--- Assignment ---
Search the entries for the word "borrow". Copy each line in which it is found.

--- Collected data entries ---
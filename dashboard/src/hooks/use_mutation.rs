use futures::FutureExt;
use futures::future::BoxFuture;
use payloads::requests::Validate;
use payloads::{ClientError, Envelope};
use std::future::Future;
use std::sync::Arc;
use tokio::sync::watch;

use super::{SettleOnDrop, report_failure};
use crate::ErrorReporter;

type MutateFn<P> =
    Arc<dyn Fn(P) -> BoxFuture<'static, Result<Envelope, ClientError>> + Send + Sync>;

#[derive(Debug, Clone, Default)]
pub struct MutationState {
    pub is_loading: bool,
    /// Server message of the last successful call, if it sent one.
    pub last_message: Option<String>,
    /// Message of the last failed call.
    pub last_error: Option<String>,
    in_flight: usize,
}

impl PartialEq for MutationState {
    fn eq(&self, other: &Self) -> bool {
        self.is_loading == other.is_loading
            && self.last_message == other.last_message
            && self.last_error == other.last_error
    }
}

/// Wraps one state-changing call.
///
/// `execute` reports success as a bool and never fails; errors go to the
/// reporter. Lists affected by the change are not refetched here, the
/// caller decides which ones to refresh.
pub struct MutationHook<P> {
    mutate_fn: MutateFn<P>,
    state: watch::Sender<MutationState>,
    reporter: Arc<dyn ErrorReporter>,
    context: String,
}

pub fn use_mutation<P, F, Fut>(
    context: impl Into<String>,
    mutate_fn: F,
    reporter: Arc<dyn ErrorReporter>,
) -> MutationHook<P>
where
    P: Validate + Send + 'static,
    F: Fn(P) -> Fut + Send + Sync + 'static,
    Fut: Future<Output = Result<Envelope, ClientError>> + Send + 'static,
{
    let mutate_fn: MutateFn<P> = Arc::new(move |payload: P| mutate_fn(payload).boxed());
    let (state, _) = watch::channel(MutationState::default());
    MutationHook {
        mutate_fn,
        state,
        reporter,
        context: context.into(),
    }
}

impl<P: Validate + Send + 'static> MutationHook<P> {
    /// Run the call. Returns true iff the server accepted it.
    pub async fn execute(&self, payload: P) -> bool {
        if let Some(message) = payload.validate().error_message() {
            tracing::debug!("{}: refusing invalid request: {message}", self.context);
            self.state.send_modify(|state| {
                state.last_message = None;
                state.last_error = Some(message.to_string());
            });
            self.reporter.report_error(message);
            return false;
        }

        self.state.send_modify(|state| {
            state.in_flight += 1;
            state.is_loading = true;
        });
        let settle = SettleOnDrop::new(|| {
            self.state.send_modify(|state| {
                state.in_flight = state.in_flight.saturating_sub(1);
                state.is_loading = state.in_flight > 0;
            });
        });

        let result = (self.mutate_fn)(payload).await;
        drop(settle);

        self.state.send_modify(|state| {
            match &result {
                Ok(envelope) => {
                    state.last_message = envelope.message.clone();
                    state.last_error = None;
                }
                Err(error) => {
                    state.last_message = None;
                    state.last_error = Some(error.to_string());
                }
            }
        });

        match result {
            Ok(_) => {
                tracing::info!("{}: done", self.context);
                true
            }
            Err(error) => {
                report_failure(self.reporter.as_ref(), &self.context, &error);
                false
            }
        }
    }

    pub fn is_loading(&self) -> bool {
        self.state.borrow().is_loading
    }

    pub fn last_message(&self) -> Option<String> {
        self.state.borrow().last_message.clone()
    }

    pub fn last_error(&self) -> Option<String> {
        self.state.borrow().last_error.clone()
    }

    pub fn snapshot(&self) -> MutationState {
        self.state.borrow().clone()
    }

    pub fn subscribe(&self) -> watch::Receiver<MutationState> {
        self.state.subscribe()
    }
}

--- Completed exercise ---
        self.state.borrow().is_loading
        self.state.borrow().last_message.clone()
        self.state.borrow().last_error.clone()
        self.state.borrow().clone()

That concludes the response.